Policja eskortowała samochód w drodze do szpitala. Chcieli uratować życie kobiety
Nietypowa akcja Policji odbyła się w środę. Funkcjonariusze przez ponad 30 km eskortowali samochód osobowy jadący do szpitala. Znajdująca się w nim kobieta kilkukrotnie traciła przytomność.
Policjanci ratują życie
Do nietypowego zdarzenia doszło w środę 26 września. Policjanci z Łasina (powiat grudziądzki) prowadzili rutynowe kontrole kierowców w miejscowości Bursztynowo. W pewnym momencie niespodziewanie obok funkcjonariuszy z własnej woli zatrzymał się samochód osobowy. Wysiadł z niego mężczyzna, który poprosił funkcjonariuszy o pomoc. W aucie znajdowała się jego matka. Kobieta traciła i odzyskiwała przytomność, miała problemy z oddychaniem oraz skarżyła się na silnyból w klatce piersiowej. Jej rodzina wezwała pogotowie, jednak czas oczekiwania na przyjazd karetki byłby bardzo długi, dlatego podjęto decyzję o przewiezieniu poszkodowanej prywatnym samochodem.
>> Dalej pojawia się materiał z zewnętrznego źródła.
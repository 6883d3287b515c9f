use std::any::Any;

/// Extract a readable message from a panic payload.
pub(crate) fn panic_message(payload: &(dyn Any + Send)) -> String {
    if let Some(s) = payload.downcast_ref::<&str>() {
        s.to_string()
    } else if let Some(s) = payload.downcast_ref::<String>() {
        s.clone()
    } else {
        "Unknown panic".to_string()
    }
}

#[cfg(test)]
mod tests {
    use super::*;
    use std::panic::catch_unwind;

    #[test]
    fn test_str_payload() {
        let payload = catch_unwind(|| panic!("static message")).unwrap_err();
        assert_eq!(panic_message(payload.as_ref()), "static message");
    }

    #[test]
    fn test_formatted_payload() {
        let payload = catch_unwind(|| panic!("code {}", 7)).unwrap_err();
        assert_eq!(panic_message(payload.as_ref()), "code 7");
    }

    #[test]
    fn test_opaque_payload() {
        let payload = catch_unwind(|| std::panic::panic_any(13u8)).unwrap_err();
        assert_eq!(panic_message(payload.as_ref()), "Unknown panic");
    }
}
//! Queue telemetry.
//!
//! Counts enqueued, executed and panicked tasks and keeps a histogram of
//! body run times for `ExecutionQueue::stats`.

#[cfg(feature = "telemetry")]
pub mod metrics;

#[cfg(feature = "telemetry")]
pub use metrics::{Metrics, QueueStats};

// Stub implementation when telemetry is disabled
#[cfg(not(feature = "telemetry"))]
pub mod metrics {
    //! No-op collector with the same surface as the real one.
    #![allow(missing_docs)]

    use crate::error::Result;
    use std::time::Duration;

    #[derive(Debug, Default)]
    pub struct Metrics;

    impl Metrics {
        pub fn new(_: u8) -> Result<Self> { Ok(Self) }
        pub fn record_enqueue(&self, _: usize) {}
        pub fn record_execution(&self, _: Duration) {}
        pub fn record_panic(&self) {}
        pub fn snapshot(&self, pending: usize) -> QueueStats {
            QueueStats { pending, ..QueueStats::default() }
        }
        pub fn reset(&self) {}
    }

    #[derive(Debug, Clone, Default)]
    pub struct QueueStats {
        pub uptime: Duration,
        pub pending: usize,
        pub peak_pending: usize,
        pub tasks_enqueued: u64,
        pub tasks_executed: u64,
        pub tasks_panicked: u64,
        pub busy_time_ns: u64,
        pub avg_run_time_ns: u64,
        pub p50_run_time_ns: u64,
        pub p99_run_time_ns: u64,
        pub max_run_time_ns: u64,
    }
}

#[cfg(not(feature = "telemetry"))]
pub use metrics::{Metrics, QueueStats};
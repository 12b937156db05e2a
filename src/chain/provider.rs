//! Chain provider with multi-RPC support and automatic failover

use crate::config::{GasPriceStrategy, NetworkConfig};
use crate::error::{BridgeError, BridgeResult};

use ethers::prelude::*;
use ethers::providers::{Http, Provider};
use ethers::types::transaction::eip2718::TypedTransaction;
use std::sync::atomic::{AtomicUsize, Ordering};
use std::time::Duration;
use tracing::{debug, warn};

/// Multi-provider wrapper with automatic failover
pub struct ChainProvider {
    /// Network name from configuration
    name: String,
    /// Network configuration
    config: NetworkConfig,
    /// HTTP providers (multiple for failover)
    http_providers: Vec<Provider<Http>>,
    /// Current active provider index
    current_provider: AtomicUsize,
}

impl ChainProvider {
    /// Create a new chain provider
    pub fn new(name: &str, config: NetworkConfig) -> BridgeResult<Self> {
        let mut http_providers = Vec::new();

        for url in &config.rpc_urls {
            match Provider::<Http>::try_from(url.as_str()) {
                Ok(provider) => {
                    let provider = provider.interval(Duration::from_millis(100));
                    http_providers.push(provider);
                    debug!("Added HTTP provider for {}: {}", name, url);
                }
                Err(e) => {
                    warn!("Failed to create provider for {}: {}", url, e);
                }
            }
        }

        if http_providers.is_empty() {
            return Err(BridgeError::ChainConnection {
                chain_id: config.chain_id,
                message: format!("No valid RPC providers for {}", name),
            });
        }

        Ok(Self {
            name: name.to_string(),
            config,
            http_providers,
            current_provider: AtomicUsize::new(0),
        })
    }

    /// Get the active HTTP provider
    pub fn http(&self) -> &Provider<Http> {
        let idx = self.current_provider.load(Ordering::Relaxed);
        &self.http_providers[idx % self.http_providers.len()]
    }

    /// Switch to next available provider
    pub fn failover(&self) {
        let current = self.current_provider.load(Ordering::Relaxed);
        let next = (current + 1) % self.http_providers.len();
        self.current_provider.store(next, Ordering::Relaxed);
        warn!("{} failover to provider {}", self.name, next);
    }

    fn connection_error(&self, message: impl Into<String>) -> BridgeError {
        BridgeError::ChainConnection {
            chain_id: self.config.chain_id,
            message: message.into(),
        }
    }

    /// Get current block number with failover
    pub async fn get_block_number(&self) -> BridgeResult<u64> {
        for _ in 0..self.http_providers.len() {
            match self.http().get_block_number().await {
                Ok(block) => return Ok(block.as_u64()),
                Err(e) => {
                    warn!("Failed to get block number from {}: {}", self.name, e);
                    self.failover();
                }
            }
        }

        Err(self.connection_error("All providers failed"))
    }

    /// Execute a read-only call.
    ///
    /// Transport failures fail over to the next provider; a revert is returned
    /// as a contract error without trying other providers.
    pub async fn call(&self, tx: &TypedTransaction) -> BridgeResult<Bytes> {
        let mut last_error = None;
        for _ in 0..self.http_providers.len() {
            match self.http().call(tx, None).await {
                Ok(bytes) => return Ok(bytes),
                Err(e) => {
                    let message = e.to_string();
                    if is_revert(&message) {
                        return Err(BridgeError::Contract(message));
                    }
                    warn!("eth_call failed on {}: {}", self.name, message);
                    last_error = Some(message);
                    self.failover();
                }
            }
        }

        Err(self.connection_error(
            last_error.unwrap_or_else(|| "All providers failed eth_call".to_string()),
        ))
    }

    /// Get transaction receipt
    pub async fn get_transaction_receipt(
        &self,
        tx_hash: H256,
    ) -> BridgeResult<Option<TransactionReceipt>> {
        self.http()
            .get_transaction_receipt(tx_hash)
            .await
            .map_err(|e| self.connection_error(e.to_string()))
    }

    /// Get native balance of an account
    pub async fn get_balance(&self, account: Address) -> BridgeResult<U256> {
        self.http()
            .get_balance(account, None)
            .await
            .map_err(|e| self.connection_error(e.to_string()))
    }

    /// Get the pending transaction count of an account
    pub async fn get_transaction_count(&self, account: Address) -> BridgeResult<U256> {
        self.http()
            .get_transaction_count(account, Some(BlockNumber::Pending.into()))
            .await
            .map_err(|e| BridgeError::Nonce {
                chain_id: self.config.chain_id,
                message: e.to_string(),
            })
    }

    /// Estimate gas for a transaction.
    ///
    /// The raw node message is kept so callers can classify reverts.
    pub async fn estimate_gas(&self, tx: &TypedTransaction) -> BridgeResult<U256> {
        self.http()
            .estimate_gas(tx, None)
            .await
            .map_err(|e| BridgeError::GasEstimation(e.to_string()))
    }

    /// Broadcast a signed transaction
    pub async fn send_raw_transaction(&self, raw: Bytes) -> Result<H256, String> {
        self.http()
            .send_raw_transaction(raw)
            .await
            .map(|pending| pending.tx_hash())
            .map_err(|e| e.to_string())
    }

    /// Get current gas price based on chain strategy
    pub async fn get_gas_price(&self) -> BridgeResult<GasPrice> {
        match self.config.gas_price_strategy {
            GasPriceStrategy::Legacy | GasPriceStrategy::Arbitrum => {
                let price = self
                    .http()
                    .get_gas_price()
                    .await
                    .map_err(|e| BridgeError::GasEstimation(e.to_string()))?;
                Ok(GasPrice::Legacy(price))
            }
            GasPriceStrategy::Eip1559 | GasPriceStrategy::Optimism => {
                let (max_fee, priority_fee) = self.estimate_eip1559_fees().await?;
                Ok(GasPrice::Eip1559 {
                    max_fee_per_gas: max_fee,
                    max_priority_fee_per_gas: priority_fee,
                })
            }
        }
    }

    /// Estimate EIP-1559 fees
    async fn estimate_eip1559_fees(&self) -> BridgeResult<(U256, U256)> {
        let block = self
            .http()
            .get_block(BlockNumber::Latest)
            .await
            .map_err(|e| BridgeError::GasEstimation(e.to_string()))?
            .ok_or_else(|| BridgeError::GasEstimation("No latest block".to_string()))?;

        let base_fee = block
            .base_fee_per_gas
            .ok_or_else(|| BridgeError::GasEstimation("No base fee in block".to_string()))?;

        Ok(eip1559_fees(base_fee, self.config.max_gas_price_gwei))
    }

    pub fn name(&self) -> &str {
        &self.name
    }

    pub fn chain_id(&self) -> u64 {
        self.config.chain_id
    }

    pub fn eid(&self) -> u32 {
        self.config.eid
    }

    pub fn confirmation_blocks(&self) -> u64 {
        self.config.confirmation_blocks
    }
}

/// Max fee = 2 * base fee + 2 gwei priority, capped at the configured maximum
fn eip1559_fees(base_fee: U256, max_gas_price_gwei: u64) -> (U256, U256) {
    let priority_fee = U256::from(2_000_000_000u64);
    let max_fee = base_fee * 2 + priority_fee;
    let cap = U256::from(max_gas_price_gwei) * U256::from(1_000_000_000u64);
    let max_fee = std::cmp::min(max_fee, cap);
    (max_fee, std::cmp::min(priority_fee, max_fee))
}

/// Whether a node error message reports an EVM revert rather than a transport failure
pub fn is_revert(message: &str) -> bool {
    let lower = message.to_lowercase();
    lower.contains("execution reverted") || lower.contains("revert")
}

/// Gas price types
#[derive(Debug, Clone, PartialEq)]
pub enum GasPrice {
    Legacy(U256),
    Eip1559 {
        max_fee_per_gas: U256,
        max_priority_fee_per_gas: U256,
    },
}
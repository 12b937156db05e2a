//! Nonce management for the signing account
//!
//! Nonces are tracked locally per chain so an approval and the send that
//! follows it never race for the same slot.

use crate::chain::ChainProvider;
use crate::error::{BridgeError, BridgeResult};

use dashmap::DashMap;
use ethers::types::Address;
use std::sync::Arc;
use tokio::sync::Mutex;
use tracing::{debug, warn};

/// Per-chain nonce state
struct ChainNonceState {
    /// Next nonce to hand out
    current: u64,
}

/// Manages nonces across multiple chains
pub struct NonceManager {
    wallet_address: Address,
    chain_state: DashMap<u64, Arc<Mutex<ChainNonceState>>>,
}

impl NonceManager {
    pub fn new(wallet_address: Address) -> Self {
        Self {
            wallet_address,
            chain_state: DashMap::new(),
        }
    }

    /// Initialize nonce for a chain from its pending transaction count
    pub async fn init_chain(&self, provider: &ChainProvider) -> BridgeResult<()> {
        let chain_id = provider.chain_id();
        if self.chain_state.contains_key(&chain_id) {
            return Ok(());
        }

        let on_chain_nonce = self.fetch_nonce(provider).await?;
        self.chain_state
            .entry(chain_id)
            .or_insert_with(|| {
                Arc::new(Mutex::new(ChainNonceState {
                    current: on_chain_nonce,
                }))
            });
        debug!("Initialized nonce for chain {}: {}", chain_id, on_chain_nonce);

        Ok(())
    }

    /// Get the next nonce for a chain
    pub async fn get_nonce(&self, chain_id: u64) -> BridgeResult<u64> {
        let state = self.state(chain_id)?;
        let mut state = state.lock().await;
        let nonce = state.current;
        state.current += 1;

        debug!("Allocated nonce {} for chain {}", nonce, chain_id);
        Ok(nonce)
    }

    /// Release a nonce whose transaction never reached the mempool
    pub async fn release_nonce(&self, chain_id: u64, nonce: u64) -> BridgeResult<()> {
        let state = self.state(chain_id)?;
        let mut state = state.lock().await;

        // Only the most recent allocation can be handed back
        if state.current == nonce + 1 {
            state.current = nonce;
        }
        Ok(())
    }

    /// Sync with on-chain state, never moving backwards
    pub async fn sync(&self, provider: &ChainProvider) -> BridgeResult<()> {
        let chain_id = provider.chain_id();
        let on_chain_nonce = self.fetch_nonce(provider).await?;

        let state = self.state(chain_id)?;
        let mut state = state.lock().await;
        if on_chain_nonce > state.current {
            warn!(
                "Nonce gap detected on chain {}: local {}, chain {}",
                chain_id, state.current, on_chain_nonce
            );
            state.current = on_chain_nonce;
        }

        Ok(())
    }

    fn state(&self, chain_id: u64) -> BridgeResult<Arc<Mutex<ChainNonceState>>> {
        self.chain_state
            .get(&chain_id)
            .map(|s| s.clone())
            .ok_or(BridgeError::Nonce {
                chain_id,
                message: "Chain not initialized".to_string(),
            })
    }

    async fn fetch_nonce(&self, provider: &ChainProvider) -> BridgeResult<u64> {
        let nonce = provider.get_transaction_count(self.wallet_address).await?;
        Ok(nonce.as_u64())
    }
}

#[cfg(test)]
mod tests {
    use super::*;

    fn seeded(chain_id: u64, next: u64) -> NonceManager {
        let manager = NonceManager::new(Address::zero());
        manager
            .chain_state
            .insert(chain_id, Arc::new(Mutex::new(ChainNonceState { current: next })));
        manager
    }

    #[tokio::test]
    async fn test_allocate_and_release() {
        let manager = seeded(1, 7);
        assert_eq!(manager.get_nonce(1).await.unwrap(), 7);
        assert_eq!(manager.get_nonce(1).await.unwrap(), 8);

        // An older nonce cannot be released once a later one is out
        manager.release_nonce(1, 7).await.unwrap();
        assert_eq!(manager.get_nonce(1).await.unwrap(), 9);

        manager.release_nonce(1, 9).await.unwrap();
        assert_eq!(manager.get_nonce(1).await.unwrap(), 9);
    }

    #[tokio::test]
    async fn test_uninitialized_chain() {
        let manager = NonceManager::new(Address::zero());
        assert!(matches!(
            manager.get_nonce(5).await,
            Err(BridgeError::Nonce { chain_id: 5, .. })
        ));
    }
}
Zaniepokojony kierowca poprosił policjantów o pomoc w przewiezieniu matki do szpitala w oddalonym o ponad 30 kilometrów Grudziądzu. Funkcjonariusze nie pozostali obojętni wobec tej sprawy i po kontakcie z grudziądzkim dyżurnym ruchu podjęli decyzję o eskorcie osobowego opla. Dzięki tej akcji kobieta bardzo szybko trafiła do szpitala, gdzie o jej zdrowie zadbali specjaliści.